= Michael Nunn (dancer) =

British ballet dancer and choreographer

Michael Nunn (born 1967) is a British ballet dancer, choreographer, and a television and film director/producer.

==Early life==
Michael Nunn was born in London in 1967, the son of a builder.

==Career==

===Dancer===
Nunn joined the Royal Ballet in 1987, and was promoted to first soloist in 1997. His first big break was when Kenneth MacMillan chose him to dance the male lead, Crown Prince Rudolf, in Mayerling, a role originally created on David Wall.
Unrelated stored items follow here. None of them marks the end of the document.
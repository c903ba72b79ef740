//! Configuration for the Hearth gateway

/// OAuth client parameters forwarded to the authorization controller
#[derive(Debug, Clone, Default)]
pub struct OauthConfig {
    /// Client id issued by the authorization server
    pub client_id: String,

    /// Client secret issued by the authorization server
    pub client_secret: String,

    /// Redirect URI registered for the client
    pub redirect_uri: String,
}

/// Gateway configuration
#[derive(Debug, Clone)]
pub struct GatewayConfig {
    /// OAuth client used for grant-code exchange
    pub oauth: OauthConfig,

    /// Authorization-server token endpoint
    pub token_url: String,

    /// JWKS document URL for access-token validation; `None` disables
    /// network-backed identity resolution
    pub jwks_url: Option<String>,
}

/// Default token endpoint of the voice-assistant authorization server
const DEFAULT_TOKEN_URL: &str = "https://api.amazon.com/auth/o2/token";

impl GatewayConfig {
    /// Load configuration from environment variables.
    ///
    /// Reads `HEARTH_CLIENT_ID`, `HEARTH_CLIENT_SECRET`,
    /// `HEARTH_REDIRECT_URI`, `HEARTH_TOKEN_URL` (default: the assistant
    /// authorization server) and `HEARTH_JWKS_URL` (default: unset).
    #[must_use]
    pub fn from_env() -> Self {
        Self {
            oauth: OauthConfig {
                client_id: std::env::var("HEARTH_CLIENT_ID").unwrap_or_default(),
                client_secret: std::env::var("HEARTH_CLIENT_SECRET").unwrap_or_default(),
                redirect_uri: std::env::var("HEARTH_REDIRECT_URI").unwrap_or_default(),
            },
            token_url: std::env::var("HEARTH_TOKEN_URL")
                .unwrap_or_else(|_| DEFAULT_TOKEN_URL.to_string()),
            jwks_url: std::env::var("HEARTH_JWKS_URL").ok(),
        }
    }
}
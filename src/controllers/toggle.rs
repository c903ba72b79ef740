//! `Alexa.ToggleController` handling
//!
//! Same pattern as the power controller, scoped by the directive instance
//! so one endpoint can carry several independent toggles.

use serde_json::json;

use super::ControllerContext;
use crate::response::ResponseEnvelope;

/// Flips one toggle instance of an endpoint
pub struct ToggleController {
    ctx: ControllerContext,
}

impl ToggleController {
    pub(crate) fn new(ctx: ControllerContext) -> Self {
        Self { ctx }
    }

    /// Actuate the toggle state and report the applied value
    pub async fn process(mut self) -> ResponseEnvelope {
        let desired = if self.ctx.name == "TurnOff" { "OFF" } else { "ON" };

        let applied = self
            .ctx
            .services
            .state
            .apply_desired(
                &self.ctx.endpoint_id,
                "toggleState",
                Some(&self.ctx.instance),
                json!(desired),
            )
            .await;

        match applied {
            Ok(value) => {
                self.ctx.response.add_context_property(
                    "Alexa.ToggleController",
                    "toggleState",
                    value,
                    0,
                    Some(&self.ctx.instance),
                );
                self.ctx.response
            }
            Err(e) => {
                tracing::error!(
                    endpoint_id = %self.ctx.endpoint_id,
                    instance = %self.ctx.instance,
                    error = %e,
                    "toggle actuation failed"
                );
                self.ctx.error_response(e)
            }
        }
    }
}
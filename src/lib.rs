//! Hearth Gateway - smart-home directive gateway for voice assistants
//!
//! This library implements the server side of a smart-home voice-assistant
//! protocol: it receives directives addressed to virtual devices, dispatches
//! each one to the capability controller its namespace selects, and emits
//! well-formed response envelopes.
//!
//! # Architecture
//!
//! ```text
//! ┌─────────────────────────────────────────────────────┐
//! │                  Raw directive                       │
//! └────────────────────┬────────────────────────────────┘
//!                      │
//! ┌────────────────────▼────────────────────────────────┐
//! │                DirectiveRouter                       │
//! │   Power │ Toggle │ Range │ Cooking │ State │ Auth   │
//! └────────────────────┬────────────────────────────────┘
//!                      │
//! ┌────────────────────▼────────────────────────────────┐
//! │                Collaborators                         │
//! │   Registry │ Device state │ Identity │ OAuth        │
//! └─────────────────────────────────────────────────────┘
//! ```
//!
//! The router and controllers hold no state beyond one request; every
//! external concern is reached through the narrow traits in [`stores`].

pub mod auth;
pub mod config;
pub mod controllers;
pub mod directive;
pub mod endpoint;
pub mod error;
pub mod response;
pub mod router;
pub mod schema;
pub mod stores;

pub use config::{GatewayConfig, OauthConfig};
pub use controllers::{CapabilityController, ControllerContext};
pub use directive::{Directive, DirectiveRequest};
pub use endpoint::{Capability, EndpointRecord, SupportedRange};
pub use error::{Error, Result};
pub use response::{ContextProperty, EnvelopeOptions, PayloadEndpoint, ResponseEnvelope};
pub use router::DirectiveRouter;
pub use schema::{EnvelopeShapeValidator, SchemaValidator};
pub use stores::Services;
In 2001, together with principal dancer William Trevitt, he left to found the modern dance groups, BalletBoyz and George Piper Dances.

===Choreographer===
Nunn now works as a choreographer with BalletBoyz and George Piper Dances.

===Producer===
A 90-minute abridgment of Kenneth Macmillan's ballet Romeo and Juliet was produced by Nunn and William Trevitt for BBC television and broadcast in 2020 on PBS.

==Personal life==
He is married, and lives in Kew Gardens, London. He was appointed an Officer of the Order of the British Empire (OBE) in the 2012 Birthday Honours for services to Dance.

Nunn is an ambassador for Borne, a medical research charity looking into the causes of premature birth. In March 2019, Nunn hosted Borne to Dance with Darcey Bussell at the Royal Opera House to raise money for premature birth research.